■ Your instructions: In the data below, which lines hold "ExpressionItem"? Copy every one.

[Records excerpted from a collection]
■ ■ ■

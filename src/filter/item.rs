use crate::catalog::TypeOutput;
use crate::error::Result;
use crate::filter::extract::extract;
use crate::filter::FilterDesc;
use crate::sql::expr::Expr;

/// What an [`ExpressionItem`] stands for.
#[derive(Debug, Clone, Copy, PartialEq)]
pub enum ItemNode<'a> {
    /// A qualifier owned by the caller
    Qual(&'a Expr),
    /// A synthetic binary AND joining the two preceding operands
    And,
}

/// An entry of the flat qualifier list the serializer walks.
#[derive(Debug, Clone, PartialEq)]
pub struct ExpressionItem<'a> {
    pub node: ItemNode<'a>,
    /// Whether the filter of this item has been derived already
    pub processed: bool,
    /// Position of the AND marker that consumes this item, if any
    pub parent: Option<usize>,
    pub filter: Option<FilterDesc>,
}

impl<'a> ExpressionItem<'a> {
    pub fn new(expr: &'a Expr) -> Self {
        ExpressionItem { node: ItemNode::Qual(expr), processed: false, parent: None, filter: None }
    }

    pub fn and_marker() -> Self {
        ExpressionItem { node: ItemNode::And, processed: true, parent: None, filter: None }
    }

    /// One item per top-level qualifier, in order.
    pub fn from_quals(quals: &'a [Expr]) -> Vec<Self> {
        quals.iter().map(ExpressionItem::new).collect()
    }

    pub fn is_and_marker(&self) -> bool {
        self.node == ItemNode::And
    }

    /// Derives and keeps the filter of this item, once.
    pub fn derive(&mut self, output: &dyn TypeOutput) -> Result<Option<&FilterDesc>> {
        if !self.processed {
            if let ItemNode::Qual(expr) = self.node {
                self.filter = extract(output, expr)?;
            }
            self.processed = true;
        }
        Ok(self.filter.as_ref())
    }
}

/// Makes the implicit conjunction of the items explicit.
///
/// N items become the postfix run `i1 i2 AND i3 AND ... iN AND` of 2N-1
/// items; a list of at most one item is returned as is.
pub fn enrich(items: Vec<ExpressionItem<'_>>) -> Vec<ExpressionItem<'_>> {
    if items.len() <= 1 {
        return items;
    }
    let n = items.len();
    let mut out = Vec::with_capacity(2 * n - 1);
    for (i, mut item) in items.into_iter().enumerate() {
        // the marker joining item i lands right after it, except for the
        // first item which shares the marker of the second one.
        let marker = if i == 0 { 2 } else { 2 * i };
        item.parent = Some(marker);
        out.push(item);
        if i > 0 {
            let mut and = ExpressionItem::and_marker();
            if i + 1 < n {
                and.parent = Some(2 * i + 2);
            }
            out.push(and);
        }
    }
    out
}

■ ■ ■

■ Reply:
/// What an [`ExpressionItem`] stands for.
pub struct ExpressionItem<'a> {
impl<'a> ExpressionItem<'a> {
        ExpressionItem { node: ItemNode::Qual(expr), processed: false, parent: None, filter: None }
        ExpressionItem { node: ItemNode::And, processed: true, parent: None, filter: None }
        quals.iter().map(ExpressionItem::new).collect()
pub fn enrich(items: Vec<ExpressionItem<'_>>) -> Vec<ExpressionItem<'_>> {
            let mut and = ExpressionItem::and_marker();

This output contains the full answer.